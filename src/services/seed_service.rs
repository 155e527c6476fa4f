//! 개발/데모용 샘플 데이터.
//!
//! 판매자 2명, 회원 3명, 상품 3개와 2025년 3월 주문을 만든다. 판매자 1의 배송 완료
//! 주문 5건은 합계 1,250,000원이라 월 정산 결과를 손으로 검산할 수 있다.

use crate::entities::order_items::OrderItemStatus;
use crate::entities::orders::{DeliveryStatus, OrderStatus, PaymentStatus};
use crate::entities::products::ProductStatus;
use crate::entities::sellers::SellerStatus;
use crate::entities::settlement_periods::{PeriodType, SettlementPeriodStatus};
use crate::entities::users::UserStatus;
use crate::entities::{
    address_entity as addresses, delivery_entity as deliveries, order_entity as orders,
    order_item_entity as order_items, product_entity as products, seller_entity as sellers,
    settlement_period_entity as periods, user_entity as users,
};
use crate::database::SharedPool;
use crate::error::AppResult;
use crate::utils::generate_order_number;
use chrono::{Duration, NaiveDate, TimeZone, Utc};
use sea_orm::{
    ActiveModelTrait, DatabaseTransaction, EntityTrait, PaginatorTrait, Set,
    TransactionTrait,
};
use serde::Serialize;

#[derive(Debug, Default, Clone, Serialize)]
pub struct SeedSummary {
    pub skipped: bool,
    pub sellers: usize,
    pub users: usize,
    pub products: usize,
    pub orders: usize,
    pub periods: usize,
}

struct SampleOrder {
    user: usize,
    product: usize,
    quantity: i32,
    day: u32,
    status: OrderStatus,
    payment: PaymentStatus,
    delivery: DeliveryStatus,
    item_status: OrderItemStatus,
}

#[derive(Clone)]
pub struct SeedService {
    pool: SharedPool,
}

impl SeedService {
    pub fn new(pool: impl Into<SharedPool>) -> Self {
        Self { pool: pool.into() }
    }

    /// 판매자가 하나라도 있으면 아무것도 하지 않는다
    pub async fn seed(&self) -> AppResult<SeedSummary> {
        if sellers::Entity::find().count(self.pool.as_ref()).await? > 0 {
            log::info!("Database already has sellers; skipping seed");
            return Ok(SeedSummary {
                skipped: true,
                ..Default::default()
            });
        }

        let txn = self.pool.begin().await?;
        let summary = Self::seed_all(&txn).await?;
        txn.commit().await?;
        log::info!("Seeded sample data: {summary:?}");
        Ok(summary)
    }

    async fn seed_all(txn: &DatabaseTransaction) -> AppResult<SeedSummary> {
        let now = Utc::now();

        let seller_rows = [
            ("그린팜 농산", "김초록", "123-45-67890", "green@farm.example", None),
            ("바다상회", "이파랑", "234-56-78901", "sea@shop.example", Some(300)),
        ];
        let mut seller_ids = Vec::new();
        for (name, rep, biz, email, rate) in seller_rows {
            let seller = sellers::ActiveModel {
                business_name: Set(name.to_string()),
                representative_name: Set(rep.to_string()),
                business_number: Set(biz.to_string()),
                email: Set(email.to_string()),
                phone: Set("02-1234-5678".to_string()),
                status: Set(SellerStatus::Active),
                commission_rate_bp: Set(rate),
                bank_name: Set(Some("국민은행".to_string())),
                bank_account: Set(Some("000-00-0000-000".to_string())),
                account_holder: Set(Some(rep.to_string())),
                created_at: Set(now),
                updated_at: Set(now),
                ..Default::default()
            }
            .insert(txn)
            .await?;
            seller_ids.push(seller.id);
        }

        let user_rows = [
            ("minji@example.com", "김민지"),
            ("junho@example.com", "박준호"),
            ("seoyeon@example.com", "최서연"),
        ];
        let mut user_ids = Vec::new();
        for (email, name) in user_rows {
            let user = users::ActiveModel {
                email: Set(email.to_string()),
                name: Set(name.to_string()),
                phone: Set(Some("010-0000-0000".to_string())),
                status: Set(UserStatus::Active),
                marketing_agreed: Set(false),
                created_at: Set(now),
                updated_at: Set(now),
                ..Default::default()
            }
            .insert(txn)
            .await?;
            addresses::ActiveModel {
                user_id: Set(user.id),
                recipient: Set(name.to_string()),
                phone: Set("010-0000-0000".to_string()),
                zip_code: Set("04524".to_string()),
                address1: Set("서울특별시 중구 세종대로 110".to_string()),
                address2: Set(None),
                is_default: Set(true),
                created_at: Set(now),
                updated_at: Set(now),
                ..Default::default()
            }
            .insert(txn)
            .await?;
            user_ids.push(user.id);
        }

        // (판매자 인덱스, 이름, 카테고리, 가격)
        let product_rows = [
            (0, "유기농 사과 5kg", "과일", 250_000),
            (0, "제철 배 선물세트", "과일", 120_000),
            (1, "손질 고등어 10팩", "수산", 45_000),
        ];
        let mut product_info = Vec::new();
        for (seller, name, category, price) in product_rows {
            let product = products::ActiveModel {
                seller_id: Set(seller_ids[seller]),
                name: Set(name.to_string()),
                description: Set(format!("{name} 상품입니다.")),
                category: Set(category.to_string()),
                price: Set(price),
                sale_price: Set(None),
                stock: Set(100),
                status: Set(ProductStatus::OnSale),
                thumbnail_url: Set(None),
                created_at: Set(now),
                updated_at: Set(now),
                ..Default::default()
            }
            .insert(txn)
            .await?;
            product_info.push((product.id, seller_ids[seller], product.name, product.price));
        }

        let delivered = |user, day| SampleOrder {
            user,
            product: 0,
            quantity: 1,
            day,
            status: OrderStatus::Delivered,
            payment: PaymentStatus::Paid,
            delivery: DeliveryStatus::Delivered,
            item_status: OrderItemStatus::Normal,
        };
        let samples = vec![
            delivered(0, 3),
            delivered(1, 7),
            delivered(2, 12),
            delivered(0, 18),
            delivered(1, 25),
            SampleOrder {
                user: 2,
                product: 1,
                quantity: 1,
                day: 20,
                status: OrderStatus::Cancelled,
                payment: PaymentStatus::Refunded,
                delivery: DeliveryStatus::Cancelled,
                item_status: OrderItemStatus::Cancelled,
            },
            SampleOrder {
                user: 0,
                product: 2,
                quantity: 2,
                day: 15,
                status: OrderStatus::Confirmed,
                payment: PaymentStatus::Paid,
                delivery: DeliveryStatus::Delivered,
                item_status: OrderItemStatus::Normal,
            },
        ];

        for (i, sample) in samples.iter().enumerate() {
            let paid_at = Utc
                .with_ymd_and_hms(2025, 3, sample.day, 10, 0, 0)
                .single()
                .unwrap_or(now)
                + Duration::seconds(i as i64);
            let (product_id, seller_id, product_name, price) = &product_info[sample.product];
            let total = price * i64::from(sample.quantity);

            let order = orders::ActiveModel {
                order_number: Set(generate_order_number(paid_at)),
                user_id: Set(user_ids[sample.user]),
                order_status: Set(sample.status),
                payment_status: Set(sample.payment),
                delivery_status: Set(sample.delivery),
                total_amount: Set(total),
                shipping_address: Set("서울특별시 중구 세종대로 110".to_string()),
                ordered_at: Set(paid_at - Duration::minutes(5)),
                paid_at: Set(Some(paid_at)),
                created_at: Set(paid_at),
                updated_at: Set(paid_at),
                ..Default::default()
            }
            .insert(txn)
            .await?;

            order_items::ActiveModel {
                order_id: Set(order.id),
                product_id: Set(*product_id),
                seller_id: Set(*seller_id),
                product_name: Set(product_name.clone()),
                unit_price: Set(*price),
                quantity: Set(sample.quantity),
                status: Set(sample.item_status),
                created_at: Set(paid_at),
                updated_at: Set(paid_at),
                ..Default::default()
            }
            .insert(txn)
            .await?;

            if sample.delivery == DeliveryStatus::Delivered {
                deliveries::ActiveModel {
                    order_id: Set(order.id),
                    courier: Set("CJ대한통운".to_string()),
                    tracking_number: Set(format!("6890{:08}", order.id)),
                    status: Set(DeliveryStatus::Delivered),
                    shipped_at: Set(Some(paid_at + Duration::days(1))),
                    delivered_at: Set(Some(paid_at + Duration::days(2))),
                    created_at: Set(paid_at),
                    updated_at: Set(paid_at),
                    ..Default::default()
                }
                .insert(txn)
                .await?;
            }
        }

        let march = |day| NaiveDate::from_ymd_opt(2025, 3, day);
        if let (Some(start), Some(end), Some(pay)) = (march(1), march(31), NaiveDate::from_ymd_opt(2025, 4, 10)) {
            periods::ActiveModel {
                period_type: Set(PeriodType::Monthly),
                start_date: Set(start),
                end_date: Set(end),
                settlement_date: Set(pay),
                status: Set(SettlementPeriodStatus::Preparing),
                created_at: Set(now),
                updated_at: Set(now),
                ..Default::default()
            }
            .insert(txn)
            .await?;
        }

        Ok(SeedSummary {
            skipped: false,
            sellers: seller_ids.len(),
            users: user_ids.len(),
            products: product_info.len(),
            orders: samples.len(),
            periods: 1,
        })
    }
}

#[cfg(test)]
mod tests {
    use super::*;
    use sea_orm::{DatabaseBackend, MockDatabase, Value};
    use std::collections::BTreeMap;

    #[tokio::test]
    async fn test_seed_skips_populated_database() {
        let db = MockDatabase::new(DatabaseBackend::Postgres)
            .append_query_results([vec![BTreeMap::from([(
                "num_items",
                Value::BigInt(Some(2)),
            )])]])
            .into_connection();
        let summary = SeedService::new(db).seed().await.unwrap();
        assert!(summary.skipped);
        assert_eq!(summary.orders, 0);
    }
}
########
_Task prompt:_
A single number is expected here: the count of lines in the material above with "Some" in them.

_Solution:_
10